[Requirement] Type every record exactly as it appears.
------------
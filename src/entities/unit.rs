use chrono::{DateTime, Utc};
use rust_decimal::Decimal;
use sea_orm::entity::prelude::*;
use serde::{Deserialize, Serialize};

/// Measurement unit reference data. Immutable once created.
///
/// Two units are compatible iff their `base_unit` strings match;
/// `conversion_rate` maps one unit to its base-unit quantity
/// (e.g. kilogram has rate 1000 when the base is "g").
#[derive(Clone, Debug, PartialEq, Eq, DeriveEntityModel, Serialize, Deserialize)]
#[sea_orm(table_name = "units")]
pub struct Model {
    #[sea_orm(primary_key)]
    pub id: i64,
    pub name: String,
    pub symbol: String,
    pub base_unit: String,
    #[sea_orm(column_type = "Decimal(Some((19, 6)))")]
    pub conversion_rate: Decimal,
    pub created_at: DateTime<Utc>,
}

#[derive(Copy, Clone, Debug, EnumIter, DeriveRelation)]
pub enum Relation {}

impl ActiveModelBehavior for ActiveModel {}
------------
[Answer]
filename src/entities/unit.rs
use chrono::{DateTime, Utc};
use rust_decimal::Decimal;
use sea_orm::entity::prelude::*;
use serde::{Deserialize, Serialize};

/// Measurement unit reference data. Immutable once created.
///
/// Two units are compatible iff their `base_unit` strings match;
/// `conversion_rate` maps one unit to its base-unit quantity
/// (e.g. kilogram has rate 1000 when the base is "g").
#[derive(Clone, Debug, PartialEq, Eq, DeriveEntityModel, Serialize, Deserialize)]
#[sea_orm(table_name = "units")]
pub struct Model {
    #[sea_orm(primary_key)]
    pub id: i64,
    pub name: String,
    pub symbol: String,
    pub base_unit: String,
    #[sea_orm(column_type = "Decimal(Some((19, 6)))")]
    pub conversion_rate: Decimal,
    pub created_at: DateTime<Utc>,
}

#[derive(Copy, Clone, Debug, EnumIter, DeriveRelation)]
pub enum Relation {}

impl ActiveModelBehavior for ActiveModel {}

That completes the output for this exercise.